• [Collection entries]:
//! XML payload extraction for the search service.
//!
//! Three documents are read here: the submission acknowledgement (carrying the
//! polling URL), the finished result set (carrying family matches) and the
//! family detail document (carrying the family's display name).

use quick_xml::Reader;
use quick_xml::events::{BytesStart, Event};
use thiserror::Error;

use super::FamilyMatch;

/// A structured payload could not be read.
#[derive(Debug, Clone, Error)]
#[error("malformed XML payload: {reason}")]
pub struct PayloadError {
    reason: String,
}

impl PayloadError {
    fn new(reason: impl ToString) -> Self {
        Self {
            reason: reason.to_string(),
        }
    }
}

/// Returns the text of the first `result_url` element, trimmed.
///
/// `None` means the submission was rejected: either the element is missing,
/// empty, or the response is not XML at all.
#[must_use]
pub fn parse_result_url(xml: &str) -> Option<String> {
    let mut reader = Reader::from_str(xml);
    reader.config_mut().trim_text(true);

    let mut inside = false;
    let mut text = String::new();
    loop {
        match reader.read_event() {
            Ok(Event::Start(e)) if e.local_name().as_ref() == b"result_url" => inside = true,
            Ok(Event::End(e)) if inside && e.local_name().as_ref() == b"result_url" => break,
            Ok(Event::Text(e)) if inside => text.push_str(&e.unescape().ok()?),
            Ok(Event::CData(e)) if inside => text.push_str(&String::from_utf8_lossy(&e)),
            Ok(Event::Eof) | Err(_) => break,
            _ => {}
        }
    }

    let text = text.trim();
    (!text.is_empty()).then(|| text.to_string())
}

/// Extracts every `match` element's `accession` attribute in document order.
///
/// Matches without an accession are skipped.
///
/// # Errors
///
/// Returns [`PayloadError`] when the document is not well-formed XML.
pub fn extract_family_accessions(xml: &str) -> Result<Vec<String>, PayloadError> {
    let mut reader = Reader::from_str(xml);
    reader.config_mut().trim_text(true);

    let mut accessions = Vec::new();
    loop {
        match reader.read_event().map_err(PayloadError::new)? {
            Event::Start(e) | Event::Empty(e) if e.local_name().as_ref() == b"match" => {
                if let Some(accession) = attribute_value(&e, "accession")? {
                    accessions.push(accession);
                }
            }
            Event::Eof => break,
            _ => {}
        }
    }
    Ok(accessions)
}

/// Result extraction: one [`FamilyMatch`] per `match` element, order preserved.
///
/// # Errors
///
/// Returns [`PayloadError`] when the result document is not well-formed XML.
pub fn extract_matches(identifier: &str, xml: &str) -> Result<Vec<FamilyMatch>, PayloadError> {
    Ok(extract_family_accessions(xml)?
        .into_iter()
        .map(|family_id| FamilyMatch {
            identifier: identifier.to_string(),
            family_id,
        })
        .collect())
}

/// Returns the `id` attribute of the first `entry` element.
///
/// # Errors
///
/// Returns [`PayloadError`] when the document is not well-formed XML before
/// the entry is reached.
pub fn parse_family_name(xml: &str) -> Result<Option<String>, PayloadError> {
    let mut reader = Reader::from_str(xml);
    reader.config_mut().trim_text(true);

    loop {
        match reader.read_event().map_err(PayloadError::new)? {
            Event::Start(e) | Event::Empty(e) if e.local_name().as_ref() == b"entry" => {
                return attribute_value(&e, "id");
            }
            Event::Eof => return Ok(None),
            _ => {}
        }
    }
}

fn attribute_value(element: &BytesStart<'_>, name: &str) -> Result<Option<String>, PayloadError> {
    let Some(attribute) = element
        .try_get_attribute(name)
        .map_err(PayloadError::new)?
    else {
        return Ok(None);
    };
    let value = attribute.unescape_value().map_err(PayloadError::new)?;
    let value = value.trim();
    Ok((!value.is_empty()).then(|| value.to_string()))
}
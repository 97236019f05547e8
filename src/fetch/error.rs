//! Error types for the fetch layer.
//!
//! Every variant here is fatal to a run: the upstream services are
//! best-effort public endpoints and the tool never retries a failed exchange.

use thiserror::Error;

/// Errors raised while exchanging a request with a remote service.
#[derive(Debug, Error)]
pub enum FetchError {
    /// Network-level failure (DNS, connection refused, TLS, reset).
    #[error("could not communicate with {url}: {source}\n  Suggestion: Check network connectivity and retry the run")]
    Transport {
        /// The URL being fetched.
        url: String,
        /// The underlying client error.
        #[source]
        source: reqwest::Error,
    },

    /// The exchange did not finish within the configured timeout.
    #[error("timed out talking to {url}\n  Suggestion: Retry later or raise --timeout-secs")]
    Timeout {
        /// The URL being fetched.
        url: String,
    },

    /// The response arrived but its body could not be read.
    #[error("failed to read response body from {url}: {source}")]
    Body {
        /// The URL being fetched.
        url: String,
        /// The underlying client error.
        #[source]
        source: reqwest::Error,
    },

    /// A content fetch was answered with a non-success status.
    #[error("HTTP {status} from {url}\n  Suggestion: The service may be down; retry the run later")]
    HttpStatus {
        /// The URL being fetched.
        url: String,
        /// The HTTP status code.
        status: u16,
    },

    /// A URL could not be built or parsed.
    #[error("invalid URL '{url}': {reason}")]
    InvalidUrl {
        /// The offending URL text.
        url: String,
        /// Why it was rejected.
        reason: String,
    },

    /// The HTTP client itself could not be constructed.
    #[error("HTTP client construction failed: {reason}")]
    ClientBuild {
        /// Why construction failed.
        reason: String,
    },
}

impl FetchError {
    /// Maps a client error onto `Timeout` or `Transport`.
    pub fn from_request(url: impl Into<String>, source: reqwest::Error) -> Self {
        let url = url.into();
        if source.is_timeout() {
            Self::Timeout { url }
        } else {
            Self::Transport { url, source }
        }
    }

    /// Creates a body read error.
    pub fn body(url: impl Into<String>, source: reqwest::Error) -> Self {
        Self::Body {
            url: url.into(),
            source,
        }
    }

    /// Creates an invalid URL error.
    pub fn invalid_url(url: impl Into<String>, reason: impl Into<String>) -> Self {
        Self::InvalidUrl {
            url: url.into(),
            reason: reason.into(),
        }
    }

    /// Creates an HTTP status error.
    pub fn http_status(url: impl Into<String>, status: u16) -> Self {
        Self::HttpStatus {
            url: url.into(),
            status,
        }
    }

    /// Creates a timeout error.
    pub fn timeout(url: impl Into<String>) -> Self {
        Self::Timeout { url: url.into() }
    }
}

...

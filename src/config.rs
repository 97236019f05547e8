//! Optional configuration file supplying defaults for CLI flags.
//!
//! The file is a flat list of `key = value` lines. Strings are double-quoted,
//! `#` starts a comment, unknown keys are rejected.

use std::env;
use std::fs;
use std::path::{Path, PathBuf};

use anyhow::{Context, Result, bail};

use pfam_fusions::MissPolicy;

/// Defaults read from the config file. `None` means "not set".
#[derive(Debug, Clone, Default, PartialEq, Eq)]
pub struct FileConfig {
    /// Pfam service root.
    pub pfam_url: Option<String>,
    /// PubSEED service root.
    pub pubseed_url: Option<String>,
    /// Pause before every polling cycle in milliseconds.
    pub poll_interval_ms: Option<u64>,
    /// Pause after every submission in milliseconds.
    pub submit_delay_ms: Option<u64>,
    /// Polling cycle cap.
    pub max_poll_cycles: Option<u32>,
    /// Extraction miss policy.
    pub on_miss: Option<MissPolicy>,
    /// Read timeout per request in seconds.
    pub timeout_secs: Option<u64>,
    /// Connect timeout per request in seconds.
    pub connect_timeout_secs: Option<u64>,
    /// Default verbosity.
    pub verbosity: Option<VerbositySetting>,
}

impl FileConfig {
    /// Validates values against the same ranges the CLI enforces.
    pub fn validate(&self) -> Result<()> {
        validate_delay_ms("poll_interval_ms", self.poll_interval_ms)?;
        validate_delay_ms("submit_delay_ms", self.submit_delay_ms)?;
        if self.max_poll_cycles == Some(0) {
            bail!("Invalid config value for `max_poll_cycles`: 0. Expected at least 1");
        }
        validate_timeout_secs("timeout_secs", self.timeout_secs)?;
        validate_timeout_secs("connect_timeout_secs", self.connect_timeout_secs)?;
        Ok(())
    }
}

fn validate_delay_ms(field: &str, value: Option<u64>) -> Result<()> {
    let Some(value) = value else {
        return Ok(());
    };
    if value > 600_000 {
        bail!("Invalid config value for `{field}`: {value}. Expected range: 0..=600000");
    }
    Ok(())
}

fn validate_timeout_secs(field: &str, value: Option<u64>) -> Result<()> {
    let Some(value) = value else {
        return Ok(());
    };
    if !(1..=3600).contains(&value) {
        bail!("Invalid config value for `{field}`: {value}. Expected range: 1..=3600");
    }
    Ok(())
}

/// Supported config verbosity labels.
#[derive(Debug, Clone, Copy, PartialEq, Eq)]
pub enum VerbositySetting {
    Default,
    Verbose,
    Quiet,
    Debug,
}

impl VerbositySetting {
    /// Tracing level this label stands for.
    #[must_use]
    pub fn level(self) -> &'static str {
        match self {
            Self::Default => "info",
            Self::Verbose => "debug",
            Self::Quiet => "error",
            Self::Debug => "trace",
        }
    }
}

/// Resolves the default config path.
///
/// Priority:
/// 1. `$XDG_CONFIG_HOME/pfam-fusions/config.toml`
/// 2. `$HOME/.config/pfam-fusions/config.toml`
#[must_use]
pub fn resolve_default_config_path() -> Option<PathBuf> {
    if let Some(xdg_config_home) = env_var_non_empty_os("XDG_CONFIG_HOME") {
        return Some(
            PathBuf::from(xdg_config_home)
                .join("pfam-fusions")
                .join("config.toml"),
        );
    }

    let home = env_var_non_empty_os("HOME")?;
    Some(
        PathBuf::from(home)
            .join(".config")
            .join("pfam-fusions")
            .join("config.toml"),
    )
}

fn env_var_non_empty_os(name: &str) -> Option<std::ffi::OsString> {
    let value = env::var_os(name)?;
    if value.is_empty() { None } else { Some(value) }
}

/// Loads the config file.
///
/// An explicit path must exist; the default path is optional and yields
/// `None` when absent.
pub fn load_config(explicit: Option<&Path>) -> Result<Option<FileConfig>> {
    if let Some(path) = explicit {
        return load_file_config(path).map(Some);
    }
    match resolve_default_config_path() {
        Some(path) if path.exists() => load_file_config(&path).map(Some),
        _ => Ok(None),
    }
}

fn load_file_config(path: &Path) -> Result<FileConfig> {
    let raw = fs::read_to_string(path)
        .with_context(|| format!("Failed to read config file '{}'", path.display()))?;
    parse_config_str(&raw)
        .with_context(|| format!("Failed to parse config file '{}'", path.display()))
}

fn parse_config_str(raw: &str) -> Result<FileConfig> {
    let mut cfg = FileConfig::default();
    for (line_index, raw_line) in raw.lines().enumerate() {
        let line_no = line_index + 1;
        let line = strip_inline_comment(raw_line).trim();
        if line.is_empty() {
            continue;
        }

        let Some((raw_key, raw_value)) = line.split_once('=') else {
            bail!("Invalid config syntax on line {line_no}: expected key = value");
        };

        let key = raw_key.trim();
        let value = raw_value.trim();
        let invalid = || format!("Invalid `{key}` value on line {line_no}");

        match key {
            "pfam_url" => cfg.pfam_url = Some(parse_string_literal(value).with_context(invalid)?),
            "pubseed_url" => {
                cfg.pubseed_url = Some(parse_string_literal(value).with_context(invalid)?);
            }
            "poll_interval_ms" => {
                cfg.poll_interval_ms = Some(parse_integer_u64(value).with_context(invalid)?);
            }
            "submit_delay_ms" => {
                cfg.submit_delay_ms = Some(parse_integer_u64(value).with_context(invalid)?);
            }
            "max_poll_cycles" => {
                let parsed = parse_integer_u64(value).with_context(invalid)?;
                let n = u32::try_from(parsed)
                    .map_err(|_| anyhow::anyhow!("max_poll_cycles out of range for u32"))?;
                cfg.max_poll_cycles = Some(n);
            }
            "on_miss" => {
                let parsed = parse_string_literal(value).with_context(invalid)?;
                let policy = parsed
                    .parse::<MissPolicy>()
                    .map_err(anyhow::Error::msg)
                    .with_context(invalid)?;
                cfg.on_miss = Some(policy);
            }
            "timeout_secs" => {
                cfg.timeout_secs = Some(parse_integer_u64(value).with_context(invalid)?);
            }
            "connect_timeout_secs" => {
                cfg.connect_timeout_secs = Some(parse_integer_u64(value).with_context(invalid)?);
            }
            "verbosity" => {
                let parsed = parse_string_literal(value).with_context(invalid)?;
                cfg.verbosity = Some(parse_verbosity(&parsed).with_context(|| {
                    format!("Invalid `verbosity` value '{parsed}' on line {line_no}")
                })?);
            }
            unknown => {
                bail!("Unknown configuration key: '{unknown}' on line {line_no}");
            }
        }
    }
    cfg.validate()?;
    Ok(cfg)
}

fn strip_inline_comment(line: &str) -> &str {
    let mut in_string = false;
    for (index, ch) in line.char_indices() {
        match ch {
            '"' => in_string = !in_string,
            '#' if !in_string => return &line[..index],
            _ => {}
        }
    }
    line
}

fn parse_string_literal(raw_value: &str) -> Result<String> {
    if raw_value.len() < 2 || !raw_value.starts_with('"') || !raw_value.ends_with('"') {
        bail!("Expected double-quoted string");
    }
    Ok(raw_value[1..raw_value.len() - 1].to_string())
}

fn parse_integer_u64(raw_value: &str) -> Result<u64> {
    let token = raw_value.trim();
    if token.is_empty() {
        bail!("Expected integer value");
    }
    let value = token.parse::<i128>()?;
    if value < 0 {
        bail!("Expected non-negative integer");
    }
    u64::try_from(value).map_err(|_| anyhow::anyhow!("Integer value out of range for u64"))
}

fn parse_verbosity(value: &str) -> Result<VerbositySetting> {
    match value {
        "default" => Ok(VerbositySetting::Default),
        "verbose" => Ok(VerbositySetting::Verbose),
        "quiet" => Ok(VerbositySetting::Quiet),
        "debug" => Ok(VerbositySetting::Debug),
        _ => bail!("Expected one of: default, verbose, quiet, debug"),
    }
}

• [ABOUT THIS EXERCISE]: Above are some records; copy exactly the lines from the one with "the search service." through the one with "payload could not be read.", both included, and no others.

• [ANSWER BOX]:
//! XML payload extraction for the search service.
//!
//! Three documents are read here: the submission acknowledgement (carrying the
//! polling URL), the finished result set (carrying family matches) and the
//! family detail document (carrying the family's display name).

use quick_xml::Reader;
use quick_xml::events::{BytesStart, Event};
use thiserror::Error;

use super::FamilyMatch;

/// A structured payload could not be read.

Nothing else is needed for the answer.